- _EXERCISE REQUIREMENTS_
In the reply, include exactly the lines of the entries below from the first to the line with "order relative to", that line included.

-------

// src/notifications/center.rs
//
// Notification Center
//
// LIFECYCLE:
// - show: inject stylesheet once, append toast, schedule expiry
// - expiry: remove after ttl unless already gone
// - dismiss: remove now and abort the pending expiry
//
// Timers are independent tokio tasks and may fire in any order relative to
// each other and to new `show` calls.

use std::collections::VecDeque;
use std::sync::{Arc, Mutex, MutexGuard, PoisonError};

use tokio::runtime::Handle;
use tokio::task::JoinHandle;

use super::severity::Severity;
use super::stylesheet::{stylesheet, STYLESHEET_ID};
use super::surface::Surface;
use super::toast::{Notification, NotificationId};
use crate::config::NotificationConfig;

struct ActiveToast {
    id: NotificationId,
    expiry: Option<JoinHandle<()>>,
}

#[derive(Default)]
struct CenterState {
    // Oldest first.
    active: VecDeque<ActiveToast>,
}

pub struct NotificationCenter {
    surface: Arc<dyn Surface>,
    config: NotificationConfig,
    state: Arc<Mutex<CenterState>>,
}

impl NotificationCenter {
    pub fn new(surface: Arc<dyn Surface>, config: NotificationConfig) -> Self {
        Self {
            surface,
            config,
            state: Arc::new(Mutex::new(CenterState::default())),
        }
    }

    fn lock_state(&self) -> MutexGuard<'_, CenterState> {
        self.state.lock().unwrap_or_else(PoisonError::into_inner)
    }

    /// Displays `message` and schedules its removal after the configured ttl.
    ///
    /// Must be called from within a tokio runtime for the toast to expire on
    /// its own; outside one it stays until dismissed.
    pub fn show(&self, message: impl Into<String>, severity: Severity) -> NotificationId {
        let notification = Notification::new(message, severity, self.config.ttl);
        let id = notification.id;

        let mut state = self.lock_state();

        // The surface decides whether the sheet is new, so centers sharing
        // one surface still install it once.
        if !self.surface.has_stylesheet(STYLESHEET_ID)
            && self.surface.inject_stylesheet(STYLESHEET_ID, &stylesheet())
        {
            log::debug!("Installed notification stylesheet");
        }

        if let Some(max_visible) = self.config.max_visible {
            while state.active.len() >= max_visible.max(1) {
                let Some(evicted) = state.active.pop_front() else {
                    break;
                };
                if let Some(expiry) = evicted.expiry {
                    expiry.abort();
                }
                self.surface.remove(evicted.id);
                log::debug!("Evicted notification {} (stack full)", evicted.id);
            }
        }

        self.surface.append(&notification);
        let expiry = self.schedule_expiry(id);
        state.active.push_back(ActiveToast { id, expiry });

        id
    }

    pub fn info(&self, message: impl Into<String>) -> NotificationId {
        self.show(message, Severity::Info)
    }

    pub fn success(&self, message: impl Into<String>) -> NotificationId {
        self.show(message, Severity::Success)
    }

    pub fn warning(&self, message: impl Into<String>) -> NotificationId {
        self.show(message, Severity::Warning)
    }

    pub fn error(&self, message: impl Into<String>) -> NotificationId {
        self.show(message, Severity::Error)
    }

    /// Removes the toast immediately. Returns `false` if it had already
    /// expired, been evicted or been dismissed.
    pub fn dismiss(&self, id: NotificationId) -> bool {
        let entry = {
            let mut state = self.lock_state();
            state
                .active
                .iter()
                .position(|t| t.id == id)
                .and_then(|idx| state.active.remove(idx))
        };

        if let Some(expiry) = entry.and_then(|t| t.expiry) {
            expiry.abort();
        }

        self.surface.remove(id)
    }

    /// Number of toasts this center still considers on screen.
    pub fn active_count(&self) -> usize {
        self.lock_state().active.len()
    }

    fn schedule_expiry(&self, id: NotificationId) -> Option<JoinHandle<()>> {
        let runtime = match Handle::try_current() {
            Ok(handle) => handle,
            Err(_) => {
                log::warn!("No async runtime; notification {} will not auto-expire", id);
                return None;
            }
        };

        let surface = Arc::clone(&self.surface);
        let state = Arc::clone(&self.state);
        let ttl = self.config.ttl;

        Some(runtime.spawn(async move {
            tokio::time::sleep(ttl).await;

            state
                .lock()
                .unwrap_or_else(PoisonError::into_inner)
                .active
                .retain(|t| t.id != id);

            // Already dismissed or evicted toasts make this a no-op.
            surface.remove(id);
        }))
    }
}
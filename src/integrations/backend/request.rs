// src/integrations/backend/request.rs
//
// Request shapes shared by the dispatcher and its transports.

use std::collections::BTreeMap;
use std::fmt;

use serde::Serialize;

pub const CONTENT_TYPE: &str = "Content-Type";
pub const JSON_CONTENT_TYPE: &str = "application/json";

#[derive(Debug, Clone, Copy, PartialEq, Eq, Hash, Default)]
pub enum Method {
    #[default]
    Get,
    Post,
    Put,
    Patch,
    Delete,
}

impl Method {
    pub fn as_str(&self) -> &'static str {
        match self {
            Method::Get => "GET",
            Method::Post => "POST",
            Method::Put => "PUT",
            Method::Patch => "PATCH",
            Method::Delete => "DELETE",
        }
    }
}

impl fmt::Display for Method {
    fn fmt(&self, f: &mut fmt::Formatter<'_>) -> fmt::Result {
        f.write_str(self.as_str())
    }
}

/// Per-call overrides handed to `RequestDispatcher::request`.
#[derive(Debug, Clone, Default, PartialEq)]
pub struct RequestConfig {
    pub method: Method,
    pub headers: BTreeMap<String, String>,
    pub body: Option<String>,
}

impl RequestConfig {
    pub fn new(method: Method) -> Self {
        Self {
            method,
            ..Self::default()
        }
    }

    /// Builds a config whose body is `payload` serialized as JSON.
    pub fn json<T>(method: Method, payload: &T) -> Result<Self, serde_json::Error>
    where
        T: Serialize + ?Sized,
    {
        Ok(Self {
            method,
            headers: BTreeMap::new(),
            body: Some(serde_json::to_string(payload)?),
        })
    }

    pub fn header(mut self, name: impl Into<String>, value: impl Into<String>) -> Self {
        self.headers.insert(name.into(), value.into());
        self
    }

    pub fn body(mut self, body: impl Into<String>) -> Self {
        self.body = Some(body.into());
        self
    }
}

/// A fully resolved request, ready for a transport.
#[derive(Debug, Clone, PartialEq)]
pub struct HttpRequest {
    pub method: Method,
    pub url: String,
    pub headers: BTreeMap<String, String>,
    pub body: Option<String>,
}

impl HttpRequest {
    /// Header lookup, ignoring ASCII case in the name.
    pub fn header(&self, name: &str) -> Option<&str> {
        self.headers
            .iter()
            .find(|(key, _)| key.eq_ignore_ascii_case(name))
            .map(|(_, value)| value.as_str())
    }
}

#[derive(Debug, Clone, PartialEq, Eq)]
pub struct HttpResponse {
    pub status: u16,
    pub body: String,
}

impl HttpResponse {
    pub fn new(status: u16, body: impl Into<String>) -> Self {
        Self {
            status,
            body: body.into(),
        }
    }

    pub fn is_success(&self) -> bool {
        (200..300).contains(&self.status)
    }
}

/// Overlays `overrides` on top of the JSON content-type default.
///
/// Header names compare case-insensitively; an override replaces the default
/// entry rather than sitting next to it.
pub fn merge_headers(overrides: &BTreeMap<String, String>) -> BTreeMap<String, String> {
    let mut merged = BTreeMap::new();
    merged.insert(CONTENT_TYPE.to_string(), JSON_CONTENT_TYPE.to_string());

    for (name, value) in overrides {
        merged.retain(|existing: &String, _| !existing.eq_ignore_ascii_case(name));
        merged.insert(name.clone(), value.clone());
    }

    merged
}

#[cfg(test)]
mod tests {
    use super::*;

    #[test]
    fn test_default_method_is_get() {
        assert_eq!(RequestConfig::default().method, Method::Get);
        assert_eq!(Method::Patch.to_string(), "PATCH");
    }

    #[test]
    fn test_json_content_type_added_by_default() {
        let merged = merge_headers(&BTreeMap::new());
        assert_eq!(merged.get("Content-Type").map(String::as_str), Some("application/json"));
        assert_eq!(merged.len(), 1);
    }

    #[test]
    fn test_caller_header_wins_regardless_of_case() {
        let config = RequestConfig::default().header("content-type", "text/plain");
        let merged = merge_headers(&config.headers);
        assert_eq!(merged.len(), 1);
        assert_eq!(merged.get("content-type").map(String::as_str), Some("text/plain"));
    }

    #[test]
    fn test_extra_headers_are_kept() {
        let config = RequestConfig::default().header("X-Trace", "abc");
        let merged = merge_headers(&config.headers);
        assert_eq!(merged.len(), 2);
        assert_eq!(merged.get("X-Trace").map(String::as_str), Some("abc"));
    }

    #[test]
    fn test_json_body_serialized() {
        let config = RequestConfig::json(Method::Post, &serde_json::json!({ "people": 10 })).unwrap();
        assert_eq!(config.method, Method::Post);
        assert_eq!(config.body.as_deref(), Some(r#"{"people":10}"#));
    }

    #[test]
    fn test_request_header_lookup_is_case_insensitive() {
        let request = HttpRequest {
            method: Method::Get,
            url: "http://localhost/x".to_string(),
            headers: merge_headers(&BTreeMap::new()),
            body: None,
        };
        assert_eq!(request.header("CONTENT-TYPE"), Some("application/json"));
    }
}
// src/catalog/query.rs
//
// Query-string assembly for catalog endpoints.

use url::form_urlencoded;

/// Ordered query parameters.
///
/// Absent values are left out entirely rather than sent empty, and boolean
/// flags only appear when set.
#[derive(Debug, Clone, Default)]
pub struct Query {
    pairs: Vec<(String, String)>,
}

impl Query {
    pub fn new() -> Self {
        Self::default()
    }

    pub fn param(mut self, key: &str, value: impl ToString) -> Self {
        self.pairs.push((key.to_string(), value.to_string()));
        self
    }

    /// Adds `key` only when `value` is present and non-empty.
    pub fn optional(self, key: &str, value: Option<&str>) -> Self {
        match value {
            Some(v) if !v.is_empty() => self.param(key, v),
            _ => self,
        }
    }

    /// Adds `key=true` when `enabled`, nothing otherwise.
    pub fn flag(self, key: &str, enabled: bool) -> Self {
        if enabled {
            self.param(key, "true")
        } else {
            self
        }
    }

    pub fn is_empty(&self) -> bool {
        self.pairs.is_empty()
    }

    /// `path` followed by `?query`, or `path` alone when there are no pairs.
    pub fn append_to(&self, path: &str) -> String {
        if self.is_empty() {
            return path.to_string();
        }

        let encoded = form_urlencoded::Serializer::new(String::new())
            .extend_pairs(self.pairs.iter())
            .finish();
        format!("{}?{}", path, encoded)
    }
}

#[cfg(test)]
mod tests {
    use super::*;

    #[test]
    fn test_empty_query_leaves_path_alone() {
        assert_eq!(Query::new().append_to("/logistics/vehicles/"), "/logistics/vehicles/");
    }

    #[test]
    fn test_pairs_keep_insertion_order() {
        let path = Query::new()
            .param("lat", 30.2672)
            .param("lon", -97.7431)
            .param("state", "TX")
            .append_to("/analytics/recommend/shelter/");
        assert_eq!(
            path,
            "/analytics/recommend/shelter/?lat=30.2672&lon=-97.7431&state=TX"
        );
    }

    #[test]
    fn test_optional_skips_none_and_empty() {
        let path = Query::new()
            .optional("status", Some("active"))
            .optional("type", None)
            .optional("category", Some(""))
            .append_to("/x/");
        assert_eq!(path, "/x/?status=active");
    }

    #[test]
    fn test_flag_only_when_true() {
        let query = Query::new().flag("needs_ada", false).flag("has_pets", true);
        assert_eq!(query.append_to("/x/"), "/x/?has_pets=true");
    }

    #[test]
    fn test_values_are_encoded() {
        let path = Query::new().param("category", "first aid").append_to("/x/");
        assert_eq!(path, "/x/?category=first+aid");
    }
}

-------

- _SOLUTION TO THE PROBLEM_
// src/notifications/center.rs
//
// Notification Center
//
// LIFECYCLE:
// - show: inject stylesheet once, append toast, schedule expiry
// - expiry: remove after ttl unless already gone
// - dismiss: remove now and abort the pending expiry
//
// Timers are independent tokio tasks and may fire in any order relative to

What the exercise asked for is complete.